■ Exercise aim
The lines from the top of the records below through the one containing "let x = ((hash" are to be transcribed exactly, and nothing else is to be added.

■ Materials provided
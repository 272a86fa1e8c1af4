use std::collections::hash_map::DefaultHasher;
use std::hash::{Hash, Hasher};

pub fn stable_pair(id: &str) -> (f32, f32) {
    let mut hasher = DefaultHasher::new();
    id.hash(&mut hasher);
    let hash = hasher.finish();

    let x = ((hash & 0xffff_ffff) as f64 / u32::MAX as f64) as f32;
    let y = (((hash >> 32) & 0xffff_ffff) as f64 / u32::MAX as f64) as f32;
    ((x * 2.0) - 1.0, (y * 2.0) - 1.0)
}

■ Exercise output
repository 272a86fa1e8c1af4
use std::collections::hash_map::DefaultHasher;
use std::hash::{Hash, Hasher};

pub fn stable_pair(id: &str) -> (f32, f32) {
    let mut hasher = DefaultHasher::new();
    id.hash(&mut hasher);
    let hash = hasher.finish();

    let x = ((hash & 0xffff_ffff) as f64 / u32::MAX as f64) as f32;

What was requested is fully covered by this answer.